Według pana Stanisława, na spotkaniu z pacjentami w lutym 2012 r. minister Arłukowicz obiecał, iż tak szybko jak tylko zostaną spełnione procedury program leczenia omalizumabem wejdzie w życie. - Procedury zostały wprawdzie spełnione, ale dostępu do leczenia jak nie było tak nie ma - podkreślił pan Stanisław.

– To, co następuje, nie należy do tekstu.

use std::collections::BTreeSet;

use tracing::trace;

use crate::error::AutomatonError;
use crate::math::{OrderedMap, OrderedSet};

/// The reserved symbol denoting the empty-input (epsilon) transition. It never appears in a
/// declared alphabet but is a legal transition label while the automaton is in NFA mode.
pub const EPSILON: &str = "ε";

/// Determines the shape that transition destinations take, see [`Destination`].
#[derive(Debug, Clone, Copy, Default, Eq, PartialEq, Hash)]
pub enum Mode {
    /// Deterministic: at most one destination per (state, symbol) pair, no ε-transitions.
    #[default]
    Dfa,
    /// Non-deterministic: a destination set per (state, symbol) pair, ε-transitions allowed.
    Nfa,
}

/// The destination of a transition. A DFA stores a single target state, an NFA stores a set
/// of target states. The variant in use is governed by the automaton's [`Mode`]; explicit
/// conversion happens in [`Automaton::set_mode`].
#[derive(Debug, Clone, Eq, PartialEq)]
pub enum Destination {
    /// A single target state (DFA mode).
    Single(String),
    /// A set of target states (NFA mode). May be empty, meaning no transition is defined.
    Multiple(BTreeSet<String>),
}

impl Destination {
    /// Returns the destination states as an ordered set, regardless of variant.
    pub fn states(&self) -> BTreeSet<String> {
        match self {
            Destination::Single(q) => BTreeSet::from([q.clone()]),
            Destination::Multiple(qs) => qs.clone(),
        }
    }

    /// Returns true if no target state is stored.
    pub fn is_empty(&self) -> bool {
        match self {
            Destination::Single(_) => false,
            Destination::Multiple(qs) => qs.is_empty(),
        }
    }

    fn retain_states(&mut self, keep: &OrderedSet<String>) -> bool {
        match self {
            Destination::Single(q) => keep.contains(q),
            Destination::Multiple(qs) => {
                qs.retain(|q| keep.contains(q));
                !qs.is_empty()
            }
        }
    }
}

Prof. Kuna powiedział PAP, że w Polsce do leczenia omalizumabem kwalifikować się może ok. 1200 pacjentów. Obecnie taką terapię otrzymuje 50 z nich w kilku szpitalach w Polsce.
Jedną z pacjentek, która w ten sposób otrzymała leczenie jest Izabela Pańczyk. - W tej chwili dzielę swoje życie na to sprzed leczenia omalizumabem i po leczeniu - powiedziała. W pierwszym okresie praktycznie siedziała tylko w sterylnym pozbawionym kurzu domu, nie mogła wychodzić nigdzie bez strachu przed zaostrzeniem choroby. Często też trafiała do szpitala. Teraz znowu może pracować - uczy dzieci w klasach 1-3, przestała łykać steroidy i wróciła do normalnej wagi ciała oraz wyglądu, może odwiedzać znajomych, rodzinę. - Wróciłam do życia - podkreślała.